■ Task instructions:
Transcribe all of the records precisely as they are presented.

====================

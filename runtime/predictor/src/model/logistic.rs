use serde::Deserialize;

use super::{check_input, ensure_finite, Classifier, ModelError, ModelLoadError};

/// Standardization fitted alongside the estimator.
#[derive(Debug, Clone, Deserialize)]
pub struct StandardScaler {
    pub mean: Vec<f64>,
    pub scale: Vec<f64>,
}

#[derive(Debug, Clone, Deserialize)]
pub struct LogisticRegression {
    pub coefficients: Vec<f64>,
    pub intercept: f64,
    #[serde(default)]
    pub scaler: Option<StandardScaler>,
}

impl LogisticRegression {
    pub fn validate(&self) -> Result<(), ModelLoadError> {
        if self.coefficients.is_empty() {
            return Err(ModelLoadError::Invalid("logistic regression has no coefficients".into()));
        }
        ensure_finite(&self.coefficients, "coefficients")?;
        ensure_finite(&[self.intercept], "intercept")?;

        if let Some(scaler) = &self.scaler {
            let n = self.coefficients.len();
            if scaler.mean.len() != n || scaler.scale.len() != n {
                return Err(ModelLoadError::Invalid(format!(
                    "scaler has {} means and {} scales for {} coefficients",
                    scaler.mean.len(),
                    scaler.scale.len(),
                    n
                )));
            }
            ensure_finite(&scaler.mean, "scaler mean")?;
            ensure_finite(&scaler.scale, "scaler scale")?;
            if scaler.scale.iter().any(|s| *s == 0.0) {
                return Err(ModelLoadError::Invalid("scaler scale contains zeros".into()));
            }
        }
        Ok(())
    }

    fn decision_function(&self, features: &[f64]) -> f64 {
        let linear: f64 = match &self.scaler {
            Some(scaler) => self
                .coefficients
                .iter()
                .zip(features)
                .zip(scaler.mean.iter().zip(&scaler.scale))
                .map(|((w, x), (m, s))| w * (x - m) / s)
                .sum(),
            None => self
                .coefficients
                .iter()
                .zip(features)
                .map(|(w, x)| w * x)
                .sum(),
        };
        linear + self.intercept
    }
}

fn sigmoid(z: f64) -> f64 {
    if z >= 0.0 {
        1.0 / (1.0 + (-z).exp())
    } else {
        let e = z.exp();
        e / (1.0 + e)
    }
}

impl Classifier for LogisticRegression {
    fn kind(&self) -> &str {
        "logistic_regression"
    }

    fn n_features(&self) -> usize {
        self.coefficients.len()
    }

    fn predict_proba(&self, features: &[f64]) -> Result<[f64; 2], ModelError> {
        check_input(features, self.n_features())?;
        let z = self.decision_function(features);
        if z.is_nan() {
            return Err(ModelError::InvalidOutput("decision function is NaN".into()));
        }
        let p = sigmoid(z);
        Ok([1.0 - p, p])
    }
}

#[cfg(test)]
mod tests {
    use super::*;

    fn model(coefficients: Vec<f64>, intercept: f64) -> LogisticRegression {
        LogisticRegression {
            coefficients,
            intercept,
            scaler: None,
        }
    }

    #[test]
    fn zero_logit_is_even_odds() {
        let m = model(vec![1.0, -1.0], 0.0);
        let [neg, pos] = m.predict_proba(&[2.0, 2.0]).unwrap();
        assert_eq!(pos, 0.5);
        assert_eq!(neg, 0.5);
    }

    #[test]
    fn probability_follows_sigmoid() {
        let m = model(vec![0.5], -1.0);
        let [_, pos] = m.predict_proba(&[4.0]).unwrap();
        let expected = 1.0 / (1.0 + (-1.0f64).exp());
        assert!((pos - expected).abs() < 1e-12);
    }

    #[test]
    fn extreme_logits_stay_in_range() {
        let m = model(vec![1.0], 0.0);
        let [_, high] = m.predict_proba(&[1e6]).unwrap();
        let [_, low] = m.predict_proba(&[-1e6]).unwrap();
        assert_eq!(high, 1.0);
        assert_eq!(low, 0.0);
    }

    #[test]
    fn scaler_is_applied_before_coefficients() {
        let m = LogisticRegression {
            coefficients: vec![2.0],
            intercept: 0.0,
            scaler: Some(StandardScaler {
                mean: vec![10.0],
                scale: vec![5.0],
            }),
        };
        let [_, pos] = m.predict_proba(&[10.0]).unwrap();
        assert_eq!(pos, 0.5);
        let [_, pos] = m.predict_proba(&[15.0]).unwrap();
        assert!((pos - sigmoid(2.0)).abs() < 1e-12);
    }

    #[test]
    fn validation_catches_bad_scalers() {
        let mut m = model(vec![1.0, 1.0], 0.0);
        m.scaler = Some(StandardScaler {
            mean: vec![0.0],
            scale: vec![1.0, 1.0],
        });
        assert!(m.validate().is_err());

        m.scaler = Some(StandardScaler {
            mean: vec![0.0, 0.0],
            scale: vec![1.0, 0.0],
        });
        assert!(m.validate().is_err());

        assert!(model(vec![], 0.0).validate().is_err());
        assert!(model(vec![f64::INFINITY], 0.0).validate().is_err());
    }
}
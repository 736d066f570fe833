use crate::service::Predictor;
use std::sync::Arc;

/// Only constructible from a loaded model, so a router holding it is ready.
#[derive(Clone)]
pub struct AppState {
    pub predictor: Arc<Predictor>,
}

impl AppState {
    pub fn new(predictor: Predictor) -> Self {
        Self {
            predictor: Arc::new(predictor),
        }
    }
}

====================

■ Output for this task:
filename runtime/predictor/src/model/logistic.rs
use serde::Deserialize;

use super::{check_input, ensure_finite, Classifier, ModelError, ModelLoadError};

/// Standardization fitted alongside the estimator.
#[derive(Debug, Clone, Deserialize)]
pub struct StandardScaler {
    pub mean: Vec<f64>,
    pub scale: Vec<f64>,
}

#[derive(Debug, Clone, Deserialize)]
pub struct LogisticRegression {
    pub coefficients: Vec<f64>,
    pub intercept: f64,
    #[serde(default)]
    pub scaler: Option<StandardScaler>,
}

impl LogisticRegression {
    pub fn validate(&self) -> Result<(), ModelLoadError> {
        if self.coefficients.is_empty() {
            return Err(ModelLoadError::Invalid("logistic regression has no coefficients".into()));
        }
        ensure_finite(&self.coefficients, "coefficients")?;
        ensure_finite(&[self.intercept], "intercept")?;

        if let Some(scaler) = &self.scaler {
            let n = self.coefficients.len();
            if scaler.mean.len() != n || scaler.scale.len() != n {
                return Err(ModelLoadError::Invalid(format!(
                    "scaler has {} means and {} scales for {} coefficients",
                    scaler.mean.len(),
                    scaler.scale.len(),
                    n
                )));
            }
            ensure_finite(&scaler.mean, "scaler mean")?;
            ensure_finite(&scaler.scale, "scaler scale")?;
            if scaler.scale.iter().any(|s| *s == 0.0) {
                return Err(ModelLoadError::Invalid("scaler scale contains zeros".into()));
            }
        }
        Ok(())
    }

    fn decision_function(&self, features: &[f64]) -> f64 {
        let linear: f64 = match &self.scaler {
            Some(scaler) => self
                .coefficients
                .iter()
                .zip(features)
                .zip(scaler.mean.iter().zip(&scaler.scale))
                .map(|((w, x), (m, s))| w * (x - m) / s)
                .sum(),
            None => self
                .coefficients
                .iter()
                .zip(features)
                .map(|(w, x)| w * x)
                .sum(),
        };
        linear + self.intercept
    }
}

fn sigmoid(z: f64) -> f64 {
    if z >= 0.0 {
        1.0 / (1.0 + (-z).exp())
    } else {
        let e = z.exp();
        e / (1.0 + e)
    }
}

impl Classifier for LogisticRegression {
    fn kind(&self) -> &str {
        "logistic_regression"
    }

    fn n_features(&self) -> usize {
        self.coefficients.len()
    }

    fn predict_proba(&self, features: &[f64]) -> Result<[f64; 2], ModelError> {
        check_input(features, self.n_features())?;
        let z = self.decision_function(features);
        if z.is_nan() {
            return Err(ModelError::InvalidOutput("decision function is NaN".into()));
        }
        let p = sigmoid(z);
        Ok([1.0 - p, p])
    }
}

#[cfg(test)]
mod tests {
    use super::*;

    fn model(coefficients: Vec<f64>, intercept: f64) -> LogisticRegression {
        LogisticRegression {
            coefficients,
            intercept,
            scaler: None,
        }
    }

    #[test]
    fn zero_logit_is_even_odds() {
        let m = model(vec![1.0, -1.0], 0.0);
        let [neg, pos] = m.predict_proba(&[2.0, 2.0]).unwrap();
        assert_eq!(pos, 0.5);
        assert_eq!(neg, 0.5);
    }

    #[test]
    fn probability_follows_sigmoid() {
        let m = model(vec![0.5], -1.0);
        let [_, pos] = m.predict_proba(&[4.0]).unwrap();
        let expected = 1.0 / (1.0 + (-1.0f64).exp());
        assert!((pos - expected).abs() < 1e-12);
    }

    #[test]
    fn extreme_logits_stay_in_range() {
        let m = model(vec![1.0], 0.0);
        let [_, high] = m.predict_proba(&[1e6]).unwrap();
        let [_, low] = m.predict_proba(&[-1e6]).unwrap();
        assert_eq!(high, 1.0);
        assert_eq!(low, 0.0);
    }

    #[test]
    fn scaler_is_applied_before_coefficients() {
        let m = LogisticRegression {
            coefficients: vec![2.0],
            intercept: 0.0,
            scaler: Some(StandardScaler {
                mean: vec![10.0],
                scale: vec![5.0],
            }),
        };
        let [_, pos] = m.predict_proba(&[10.0]).unwrap();
        assert_eq!(pos, 0.5);
        let [_, pos] = m.predict_proba(&[15.0]).unwrap();
        assert!((pos - sigmoid(2.0)).abs() < 1e-12);
    }

    #[test]
    fn validation_catches_bad_scalers() {
        let mut m = model(vec![1.0, 1.0], 0.0);
        m.scaler = Some(StandardScaler {
            mean: vec![0.0],
            scale: vec![1.0, 1.0],
        });
        assert!(m.validate().is_err());

        m.scaler = Some(StandardScaler {
            mean: vec![0.0, 0.0],
            scale: vec![1.0, 0.0],
        });
        assert!(m.validate().is_err());

        assert!(model(vec![], 0.0).validate().is_err());
        assert!(model(vec![f64::INFINITY], 0.0).validate().is_err());
    }
}
repository 736d066f570fe833
use crate::service::Predictor;
use std::sync::Arc;

/// Only constructible from a loaded model, so a router holding it is ready.
#[derive(Clone)]
pub struct AppState {
    pub predictor: Arc<Predictor>,
}

impl AppState {
    pub fn new(predictor: Predictor) -> Self {
        Self {
            predictor: Arc::new(predictor),
        }
    }
}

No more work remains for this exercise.